Mendelski, M. (2016). The EU’s Rule of Law Promotion in Post-Soviet Europe: What Explains the Divergence between Baltic States and EaP Countries? Eastern Journal of European Studies, 7(2), 111-144.


Zitierlink: https://hdl.handle.net/11858/00-001M-0000-002C-364C-F
Zusammenfassung
The European Union (EU) and domestic “change agents” have promoted the rule of law in post-Soviet Europe with varying results. While the Baltic States (Estonia, Latvia, Lithuania) succeeded in establishing the rule of law, Eastern Partnership (EaP) countries (Ukraine, Moldova, Georgia, Azerbaijan and Armenia) did not. Why did EU-driven legal, judicial and anti-corruption reforms not produce the rule of law in the latter group? I argue that divided elites (reformers) in laggard EaP countries engage in detrimental political competition that creates incentives to misuse the law, the prosecution and judicial structures as “political weapons”. The result of this power struggle is an erratic reform process which produces reform pathologies of Europeanization (e.g. legal instability and incoherence, reinforced fragmentation and politicization) that undermine the rule of law.
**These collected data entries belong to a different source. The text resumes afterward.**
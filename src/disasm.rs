//! MCS-48 disassembler
//!
//! Decodes the full 8048/8049 instruction set, including forms the CPU
//! core never executes (port-expander transfers, XCHD, DA A), so ROM dumps
//! read cleanly. Decoding never touches CPU state: the input is an address
//! and at most two bytes, the output is a mnemonic string and the
//! instruction length.

/// Formatting options and the decode entry point
pub struct Disasm {
    /// Render the output in upper case
    uppercase: bool,
    /// Field width the mnemonic is padded to
    opcode_width: usize,
}

impl Disasm {
    pub fn new() -> Self {
        Self {
            uppercase: false,
            opcode_width: 8,
        }
    }

    /// Switch the output between lower case (default) and upper case
    pub fn set_uppercase(&mut self, flag: bool) {
        self.uppercase = flag;
    }

    /// Change the width of the padded mnemonic field
    pub fn set_opcode_width(&mut self, width: usize) {
        self.opcode_width = width;
    }

    fn fmt(&self, opc: &str, ops: String) -> String {
        let line = format!("{:<width$}{}", opc, ops, width = self.opcode_width);
        if self.uppercase {
            line.to_uppercase()
        } else {
            line
        }
    }

    fn fmt_imm(n: u16) -> String {
        format!("#{:03x}h", n)
    }

    /// Disassemble a single instruction.
    ///
    /// `pc` is the address of the opcode byte and supplies the page bits of
    /// branch targets; `bytes` holds the opcode byte and, when present, the
    /// byte after it. Returns the rendered instruction and its length in
    /// bytes (1 or 2). Unrecognized encodings come back as `("unknown", 1)`.
    pub fn dasm_single(&self, pc: u16, bytes: &[u8]) -> (String, usize) {
        let opcode = bytes[0];
        let imm = bytes.get(1).copied().unwrap_or(0);
        // branch targets within the current 256-byte page
        let page_dest = (pc & !0xFF) | imm as u16;
        // 11-bit jump/call targets
        let long_dest = (((opcode & 0xE0) as u16) << 3) | imm as u16;

        match opcode {
            0x00 => (self.fmt("nop", String::new()), 1),
            0x02 => (self.fmt("outl", "bus,a".into()), 1),
            0x03 => (self.fmt("add", format!("a,{}", Self::fmt_imm(imm as u16))), 2),
            0x04 | 0x24 | 0x44 | 0x64 | 0x84 | 0xA4 | 0xC4 | 0xE4 => {
                (self.fmt("jmp", Self::fmt_imm(long_dest)), 2)
            }
            0x05 => (self.fmt("en", "i".into()), 1),
            0x07 => (self.fmt("dec", "a".into()), 1),
            0x08 => (self.fmt("ins", "a,bus".into()), 1),
            0x09 | 0x0A => (self.fmt("in", format!("a,p{}", opcode & 3)), 1),
            0x0C..=0x0F => (self.fmt("movd", format!("a,p{}", (opcode & 3) + 4)), 1),
            0x10 | 0x11 => (self.fmt("inc", format!("@r{}", opcode & 1)), 1),
            0x12 | 0x32 | 0x52 | 0x72 | 0x92 | 0xB2 | 0xD2 | 0xF2 => {
                let bit = (opcode >> 5) & 7;
                (self.fmt(&format!("jb{}", bit), Self::fmt_imm(page_dest)), 2)
            }
            0x13 => (self.fmt("addc", format!("a,{}", Self::fmt_imm(imm as u16))), 2),
            0x14 | 0x34 | 0x54 | 0x74 | 0x94 | 0xB4 | 0xD4 | 0xF4 => {
                (self.fmt("call", Self::fmt_imm(long_dest)), 2)
            }
            0x15 => (self.fmt("dis", "i".into()), 1),
            0x16 => (self.fmt("jtf", Self::fmt_imm(page_dest)), 2),
            0x17 => (self.fmt("inc", "a".into()), 1),
            0x18..=0x1F => (self.fmt("inc", format!("r{}", opcode & 7)), 1),
            0x20 | 0x21 => (self.fmt("xch", format!("a,@r{}", opcode & 1)), 1),
            0x23 => (self.fmt("mov", format!("a,{}", Self::fmt_imm(imm as u16))), 2),
            0x25 => (self.fmt("en", "tcnti".into()), 1),
            0x26 => (self.fmt("jnt0", Self::fmt_imm(page_dest)), 2),
            0x27 => (self.fmt("clr", "a".into()), 1),
            0x28..=0x2F => (self.fmt("xch", format!("a,r{}", opcode & 7)), 1),
            0x30 | 0x31 => (self.fmt("xchd", format!("a,@r{}", opcode & 1)), 1),
            0x35 => (self.fmt("dis", "tcnti".into()), 1),
            0x36 => (self.fmt("jt0", Self::fmt_imm(page_dest)), 2),
            0x37 => (self.fmt("cpl", "a".into()), 1),
            0x39 | 0x3A => (self.fmt("outl", format!("p{},a", opcode & 3)), 1),
            0x3C..=0x3F => (self.fmt("movd", format!("p{},a", (opcode & 3) + 4)), 1),
            0x40 | 0x41 => (self.fmt("orl", format!("a,@r{}", opcode & 1)), 1),
            0x42 => (self.fmt("mov", "a,t".into()), 1),
            0x43 => (self.fmt("orl", format!("a,{}", Self::fmt_imm(imm as u16))), 2),
            0x45 => (self.fmt("strt", "cnt".into()), 1),
            0x46 => (self.fmt("jnt1", Self::fmt_imm(page_dest)), 2),
            0x47 => (self.fmt("swap", "a".into()), 1),
            0x48..=0x4F => (self.fmt("orl", format!("a,r{}", opcode & 7)), 1),
            0x50 | 0x51 => (self.fmt("anl", format!("a,@r{}", opcode & 1)), 1),
            0x53 => (self.fmt("anl", format!("a,{}", Self::fmt_imm(imm as u16))), 2),
            0x55 => (self.fmt("strt", "t".into()), 1),
            0x56 => (self.fmt("jt1", Self::fmt_imm(page_dest)), 2),
            0x57 => (self.fmt("da", "a".into()), 1),
            0x58..=0x5F => (self.fmt("anl", format!("a,r{}", opcode & 7)), 1),
            0x60 | 0x61 => (self.fmt("add", format!("a,@r{}", opcode & 1)), 1),
            0x62 => (self.fmt("mov", "t,a".into()), 1),
            0x65 => (self.fmt("stop", "tcnt".into()), 1),
            0x67 => (self.fmt("rrc", "a".into()), 1),
            0x68..=0x6F => (self.fmt("add", format!("a,r{}", opcode & 7)), 1),
            0x70 | 0x71 => (self.fmt("addc", format!("a,@r{}", opcode & 1)), 1),
            0x75 => (self.fmt("ent0", "clk".into()), 1),
            0x76 => (self.fmt("jf1", Self::fmt_imm(page_dest)), 2),
            0x77 => (self.fmt("rr", "a".into()), 1),
            0x78..=0x7F => (self.fmt("addc", format!("a,r{}", opcode & 7)), 1),
            0x80 | 0x81 => (self.fmt("movx", format!("a,@r{}", opcode & 1)), 1),
            0x83 => (self.fmt("ret", String::new()), 1),
            0x85 => (self.fmt("clr", "f0".into()), 1),
            0x86 => (self.fmt("jni", Self::fmt_imm(page_dest)), 2),
            0x88 => (self.fmt("orl", format!("bus,{}", Self::fmt_imm(imm as u16))), 2),
            0x89 | 0x8A => (
                self.fmt("orl", format!("p{},{}", opcode & 3, Self::fmt_imm(imm as u16))),
                2,
            ),
            // invalid-port encoding; the core still consumes the immediate
            0x8B => ("unknown".to_string(), 2),
            0x8C..=0x8F => (self.fmt("orld", format!("p{},a", (opcode & 3) + 4)), 1),
            0x90 | 0x91 => (self.fmt("movx", format!("@r{},a", opcode & 1)), 1),
            0x93 => (self.fmt("retr", String::new()), 1),
            0x95 => (self.fmt("cpl", "f0".into()), 1),
            0x96 => (self.fmt("jnz", Self::fmt_imm(page_dest)), 2),
            0x97 => (self.fmt("clr", "c".into()), 1),
            0x98 => (self.fmt("anl", format!("bus,{}", Self::fmt_imm(imm as u16))), 2),
            0x99 | 0x9A => (
                self.fmt("anl", format!("p{},{}", opcode & 3, Self::fmt_imm(imm as u16))),
                2,
            ),
            // invalid-port encoding; the core still consumes the immediate
            0x9B => ("unknown".to_string(), 2),
            0x9C..=0x9F => (self.fmt("anld", format!("p{},a", (opcode & 3) + 4)), 1),
            0xA0 | 0xA1 => (self.fmt("mov", format!("@r{},a", opcode & 1)), 1),
            0xA3 => (self.fmt("movp", "a,@a".into()), 1),
            0xA5 => (self.fmt("clr", "f1".into()), 1),
            0xA7 => (self.fmt("cpl", "c".into()), 1),
            0xA8..=0xAF => (self.fmt("mov", format!("r{},a", opcode & 7)), 1),
            0xB0 | 0xB1 => (
                self.fmt("mov", format!("@r{},{}", opcode & 1, Self::fmt_imm(imm as u16))),
                2,
            ),
            0xB3 => (self.fmt("jmpp", "@a".into()), 1),
            0xB5 => (self.fmt("cpl", "f1".into()), 1),
            0xB6 => (self.fmt("jf0", Self::fmt_imm(page_dest)), 2),
            0xB8..=0xBF => (
                self.fmt("mov", format!("r{},{}", opcode & 7, Self::fmt_imm(imm as u16))),
                2,
            ),
            0xC5 => (self.fmt("sel", "rb0".into()), 1),
            0xC6 => (self.fmt("jz", Self::fmt_imm(page_dest)), 2),
            0xC7 => (self.fmt("mov", "a,psw".into()), 1),
            0xC8..=0xCF => (self.fmt("dec", format!("r{}", opcode & 7)), 1),
            0xD0 | 0xD1 => (self.fmt("xrl", format!("a,@r{}", opcode & 1)), 1),
            0xD3 => (self.fmt("xrl", format!("a,{}", Self::fmt_imm(imm as u16))), 2),
            0xD5 => (self.fmt("sel", "rb1".into()), 1),
            0xD7 => (self.fmt("mov", "psw,a".into()), 1),
            0xD8..=0xDF => (self.fmt("xrl", format!("a,r{}", opcode & 7)), 1),
            0xE3 => (self.fmt("movp3", "a,@a".into()), 1),
            0xE5 => (self.fmt("sel", "mb0".into()), 1),
            0xE6 => (self.fmt("jnc", Self::fmt_imm(page_dest)), 2),
            0xE7 => (self.fmt("rl", "a".into()), 1),
            0xE8..=0xEF => (
                self.fmt("djnz", format!("r{},{}", opcode & 7, Self::fmt_imm(page_dest))),
                2,
            ),
            0xF0 | 0xF1 => (self.fmt("mov", format!("a,@r{}", opcode & 1)), 1),
            0xF5 => (self.fmt("sel", "mb1".into()), 1),
            0xF6 => (self.fmt("jc", Self::fmt_imm(page_dest)), 2),
            0xF7 => (self.fmt("rlc", "a".into()), 1),
            0xF8..=0xFF => (self.fmt("mov", format!("a,r{}", opcode & 7)), 1),
            _ => ("unknown".to_string(), 1),
        }
    }
}

impl Default for Disasm {
    fn default() -> Self {
        Self::new()
    }
}

/// Length in bytes of the instruction the CPU core would execute.
/// Unknown opcodes count as one byte, matching the core's no-rewind rule.
pub fn instr_len(opcode: u8) -> usize {
    match opcode {
        // immediate ALU forms
        0x03 | 0x13 | 0x23 | 0x43 | 0x53 | 0xD3 => 2,
        // jmp / call / accumulator-bit branches
        0x04 | 0x24 | 0x44 | 0x64 | 0x84 | 0xA4 | 0xC4 | 0xE4 => 2,
        0x14 | 0x34 | 0x54 | 0x74 | 0x94 | 0xB4 | 0xD4 | 0xF4 => 2,
        0x12 | 0x32 | 0x52 | 0x72 | 0x92 | 0xB2 | 0xD2 | 0xF2 => 2,
        // page-local conditional branches
        0x16 | 0x26 | 0x36 | 0x46 | 0x56 | 0x76 | 0x86 | 0x96 | 0xB6 | 0xC6 | 0xE6 | 0xF6 => 2,
        // register immediate loads and DJNZ
        0xB0 | 0xB1 => 2,
        0xB8..=0xBF => 2,
        0xE8..=0xEF => 2,
        // port logic with immediate (the core consumes the immediate even
        // for an invalid port number)
        0x88..=0x8B | 0x98..=0x9B => 2,
        _ => 1,
    }
}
Instead of serving as an external check on rule-of-law abusing reformers, the EU empowers reformist but unaccountable “change agents” in a partisan way, thus creating incentives for the accumulation and abuse of power, especially after regime changes. Reformers in the advanced Baltic States have avoided detrimental political competition, the fragmentation of the state and many reform pitfalls through de facto exclusion of ethnic Russians from the political and judicial system. This policy of partial exclusion allowed elites in Estonia and Latvia to build consensus, to create a unitary state, including strong, unified and independent horizontal accountability structures (e.g. judiciary, Ombudsman, Constitutional Court etc.) which in turn were able to check the executive. The argument is supported by an empirical, indicator-based analysis of the rule of law and several interviews with representatives in Brussels, Strasbourg and Chisinau.